The Canon de 305 modèle 93/96 TAZ was a French Railway gun used by the French Army during World War I.

==History==
Although the majority of combatants had heavy field artillery prior to the outbreak of the First World War, none had adequate numbers of heavy guns in service, nor had they foreseen the growing importance of heavy artillery once the Western Front stagnated and trench warfare set in. Since aircraft of the period were not yet capable of carrying large diameter bombs the burden of delivering heavy firepower fell on the artillery. Two sources of heavy artillery suitable for conversion to field use were surplus coastal defense guns and naval guns.
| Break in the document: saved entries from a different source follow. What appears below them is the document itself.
//! Keyframes and keyframed curves
//!
//! A [`KeyframedCurve`] is an ordered list of timestamped values of one
//! value type. Sampling finds the bracketing keyframe pair, eases the local
//! progress with the *leading* keyframe's easing and interpolates.

use motive_core::{Color, FilterOperations, ScrollOffset, Size, TransformOperations};

use crate::easing::Easing;
use crate::error::CurveError;

// ─────────────────────────────────────────────────────────────────────────────
// Interpolation
// ─────────────────────────────────────────────────────────────────────────────

/// Values that can be blended between two keyframes
pub trait Interpolate: Clone {
    /// Value at progress `t` (0.0 = `from`, 1.0 = `to`); `t` may overshoot
    /// for easings that leave the unit range.
    fn interpolate(from: &Self, to: &Self, t: f64) -> Self;
}

impl Interpolate for f32 {
    fn interpolate(from: &Self, to: &Self, t: f64) -> Self {
        (*from as f64 + (*to as f64 - *from as f64) * t) as f32
    }
}

impl Interpolate for Color {
    fn interpolate(from: &Self, to: &Self, t: f64) -> Self {
        from.lerp(to, t as f32)
    }
}

impl Interpolate for Size {
    fn interpolate(from: &Self, to: &Self, t: f64) -> Self {
        Size::new(
            f32::interpolate(&from.width, &to.width, t).max(0.0),
            f32::interpolate(&from.height, &to.height, t).max(0.0),
        )
    }
}

impl Interpolate for ScrollOffset {
    fn interpolate(from: &Self, to: &Self, t: f64) -> Self {
        ScrollOffset::new(
            f32::interpolate(&from.x, &to.x, t),
            f32::interpolate(&from.y, &to.y, t),
        )
    }
}

impl Interpolate for TransformOperations {
    fn interpolate(from: &Self, to: &Self, t: f64) -> Self {
        to.blend(from, t as f32)
    }
}

impl Interpolate for FilterOperations {
    fn interpolate(from: &Self, to: &Self, t: f64) -> Self {
        to.blend(from, t as f32)
    }
}

/// Booleans hold the leading value until the segment completes
impl Interpolate for bool {
    fn interpolate(from: &Self, to: &Self, t: f64) -> Self {
        if t < 1.0 {
            *from
        } else {
            *to
        }
    }
}

// ─────────────────────────────────────────────────────────────────────────────
// Keyframes
// ─────────────────────────────────────────────────────────────────────────────

/// A single keyframe
#[derive(Clone, Debug, PartialEq)]
pub struct Keyframe<T> {
    /// Time position in seconds from the start of the curve
    pub time: f64,
    /// Value at this keyframe
    pub value: T,
    /// Easing applied on the way FROM this keyframe to the next
    pub easing: Easing,
}

impl<T> Keyframe<T> {
    pub fn new(time: f64, value: T) -> Self {
        Self {
            time,
            value,
            easing: Easing::Linear,
        }
    }

    /// Builder: set the easing of the segment that starts here
    pub fn with_easing(mut self, easing: Easing) -> Self {
        self.easing = easing;
        self
    }
}

/// A value trajectory built from keyframes with strictly increasing times
#[derive(Clone, Debug, PartialEq)]
pub struct KeyframedCurve<T> {
    keyframes: Vec<Keyframe<T>>,
}

impl<T: Interpolate> KeyframedCurve<T> {
    /// Curve starting with `first`.
    ///
    /// # Panics
    ///
    /// Panics if the keyframe time is negative or not finite.
    pub fn new(first: Keyframe<T>) -> Self {
        Self {
            keyframes: Vec::with_capacity(2),
        }
        .keyframe(first)
    }

    /// Build a curve from a keyframe list, validating the order
    pub fn from_keyframes(
        keyframes: impl IntoIterator<Item = Keyframe<T>>,
    ) -> Result<Self, CurveError> {
        let mut curve = Self {
            keyframes: Vec::new(),
        };
        for keyframe in keyframes {
            curve.try_push(keyframe)?;
        }
        if curve.keyframes.is_empty() {
            return Err(CurveError::Empty);
        }
        Ok(curve)
    }

    /// Two-keyframe curve from `from` at 0 to `to` at `duration`
    pub fn tween(from: T, to: T, duration: f64, easing: Easing) -> Self {
        Self::new(Keyframe::new(0.0, from).with_easing(easing))
            .keyframe(Keyframe::new(duration, to))
    }

    /// Builder: append a keyframe.
    ///
    /// # Panics
    ///
    /// Panics if the keyframe does not come strictly after the last one.
    pub fn keyframe(mut self, keyframe: Keyframe<T>) -> Self {
        if let Err(err) = self.try_push(keyframe) {
            panic!("invalid keyframe: {err}");
        }
        self
    }

    /// Append a keyframe, rejecting non-monotonic times
    pub fn try_push(&mut self, keyframe: Keyframe<T>) -> Result<(), CurveError> {
        if !keyframe.time.is_finite() || keyframe.time < 0.0 {
            return Err(CurveError::InvalidTime(keyframe.time));
        }
        if let Some(last) = self.keyframes.last() {
            if keyframe.time <= last.time {
                return Err(CurveError::NonMonotonicKeyframe {
                    time: keyframe.time,
                    previous: last.time,
                });
            }
        }
        self.keyframes.push(keyframe);
        Ok(())
    }

    pub fn keyframes(&self) -> &[Keyframe<T>] {
        &self.keyframes
    }

    /// Time of the last keyframe
    pub fn duration(&self) -> f64 {
        self.keyframes.last().map_or(0.0, |k| k.time)
    }

    /// Interpolated value at curve time `t`
    pub fn value_at(&self, t: f64) -> T {
        let (first, last) = match (self.keyframes.first(), self.keyframes.last()) {
            (Some(first), Some(last)) => (first, last),
            _ => unreachable!("curves always hold a keyframe"),
        };
        if t <= first.time {
            return first.value.clone();
        }
        if t >= last.time {
            return last.value.clone();
        }

        // First keyframe strictly after t; t lies in [from.time, to.time)
        let next = self.keyframes.partition_point(|k| k.time <= t);
        let from = &self.keyframes[next - 1];
        let to = &self.keyframes[next];
        let progress = (t - from.time) / (to.time - from.time);
        T::interpolate(&from.value, &to.value, from.easing.apply(progress))
    }

    /// Value at the end of the curve
    pub fn end_value(&self) -> T {
        self.value_at(self.duration())
    }
}

// ─────────────────────────────────────────────────────────────────────────────
// Transform Analytics
// ─────────────────────────────────────────────────────────────────────────────

impl KeyframedCurve<TransformOperations> {
    pub fn is_translation(&self) -> bool {
        self.keyframes.iter().all(|k| k.value.is_translation())
    }

    pub fn preserves_axis_alignment(&self) -> bool {
        self.keyframes
            .iter()
            .all(|k| k.value.preserves_axis_alignment())
    }

    /// Largest scale reached after the starting keyframe of the playback direction
    pub fn maximum_target_scale(&self, forward: bool) -> f32 {
        let skip = if forward { 0 } else { self.keyframes.len() - 1 };
        self.keyframes
            .iter()
            .enumerate()
            .filter(|(i, _)| *i != skip || self.keyframes.len() == 1)
            .map(|(_, k)| k.value.maximum_scale())
            .fold(0.0, f32::max)
    }

    /// Scale of the keyframe the playback direction starts from
    pub fn animation_start_scale(&self, forward: bool) -> f32 {
        let start = if forward {
            self.keyframes.first()
        } else {
            self.keyframes.last()
        };
        start.map_or(1.0, |k| k.value.maximum_scale())
    }
}

#[cfg(test)]
mod tests {
    use super::*;

    fn fade() -> KeyframedCurve<f32> {
        KeyframedCurve::new(Keyframe::new(0.0, 0.7)).keyframe(Keyframe::new(1.0, 0.3))
    }

    #[test]
    fn test_linear_float_curve() {
        let curve = fade();
        assert_eq!(curve.duration(), 1.0);
        assert_eq!(curve.value_at(0.0), 0.7);
        assert_eq!(curve.value_at(1.0), 0.3);
        assert!((curve.value_at(0.5) - 0.5).abs() < 1e-6);
        // Clamped outside the keyframe range
        assert_eq!(curve.value_at(-1.0), 0.7);
        assert_eq!(curve.value_at(2.0), 0.3);
    }

    #[test]
    fn test_leading_keyframe_easing_applies() {
        let curve = KeyframedCurve::new(
            Keyframe::new(0.0, 0.0_f32).with_easing(Easing::Steps(2, Default::default())),
        )
        .keyframe(Keyframe::new(1.0, 1.0).with_easing(Easing::EaseIn))
        .keyframe(Keyframe::new(2.0, 0.0));

        assert_eq!(curve.value_at(0.4), 0.0);
        assert_eq!(curve.value_at(0.6), 0.5);
        // Second segment uses the second keyframe's easing
        assert!(curve.value_at(1.5) > 0.5);
    }

    #[test]
    fn test_rejects_non_monotonic_keyframes() {
        let mut curve = fade();
        assert_eq!(
            curve.try_push(Keyframe::new(1.0, 0.0)),
            Err(CurveError::NonMonotonicKeyframe {
                time: 1.0,
                previous: 1.0
            })
        );
        assert!(matches!(
            curve.try_push(Keyframe::new(f64::NAN, 0.0)),
            Err(CurveError::InvalidTime(_))
        ));
        assert_eq!(curve.keyframes().len(), 2);

        let empty: Result<KeyframedCurve<f32>, _> = KeyframedCurve::from_keyframes(vec![]);
        assert_eq!(empty.unwrap_err(), CurveError::Empty);
    }

    #[test]
    #[should_panic(expected = "invalid keyframe")]
    fn test_builder_panics_on_non_monotonic() {
        let _ = fade().keyframe(Keyframe::new(0.5, 1.0));
    }

    #[test]
    fn test_zero_duration_curve_is_its_last_value() {
        let curve = KeyframedCurve::new(Keyframe::new(0.0, Color::RED));
        assert_eq!(curve.duration(), 0.0);
        assert_eq!(curve.value_at(0.0), Color::RED);
        assert_eq!(curve.value_at(5.0), Color::RED);
    }

    #[test]
    fn test_boolean_curve_holds_until_keyframe() {
        let curve = KeyframedCurve::tween(false, true, 1.0, Easing::Linear);
        assert!(!curve.value_at(0.99));
        assert!(curve.value_at(1.0));
    }

    #[test]
    fn test_transform_scale_analytics() {
        let curve = KeyframedCurve::tween(
            TransformOperations::new().scale(2.0, 2.0, 1.0),
            TransformOperations::new().scale(3.0, 1.0, 1.0),
            1.0,
            Easing::Linear,
        );
        assert!(!curve.is_translation());
        assert!(curve.preserves_axis_alignment());
        assert_eq!(curve.animation_start_scale(true), 2.0);
        assert_eq!(curve.animation_start_scale(false), 3.0);
        assert_eq!(curve.maximum_target_scale(true), 3.0);
        assert_eq!(curve.maximum_target_scale(false), 2.0);
    }
}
However, a paradox faced artillery designers of the time; while large caliber naval guns were common, large caliber land weapons were not due to their weight, complexity, and lack of mobility. Large caliber field guns often required extensive site preparation because the guns had to be broken down into multiple loads light enough to be towed by a horse team or the few traction engines of the time and then reassembled before use. Building a new gun could address the problem of disassembling, transporting and reassembling a large gun, but it did not necessarily address how to convert existing heavy weapons to make them more mobile. Rail transport proved to be the most practical solution because the problems of heavy weight, lack of mobility and reduced setup time were addressed.

==Design==
The Canon de 305 modèle 93/96 TAZ started life as eight surplus Canon de 305 mm Modèle 1893/96 naval guns which armed pre-dreadnought battleships of the Charlemagne, République, and Liberté-class. The guns were typical built-up guns of the period which consisted of a rifled liner reinforced by layers of hoops. The guns used a Welin interrupted screw breech and fired separate loading bagged charges and projectiles. The guns sat on a top carriage traversing mount which sat on a large diameter geared steel ring. A rectangular steel firing platform sat on top of the platform with the barrel of the gun overhanging the platform at the front with an overhanging loading platform for the gunners to the rear. The firing platform was then traversed by a worm gear which attached to the base. To load the gun the barrel was lowered and there was an elevated shell handling trolley at the rear.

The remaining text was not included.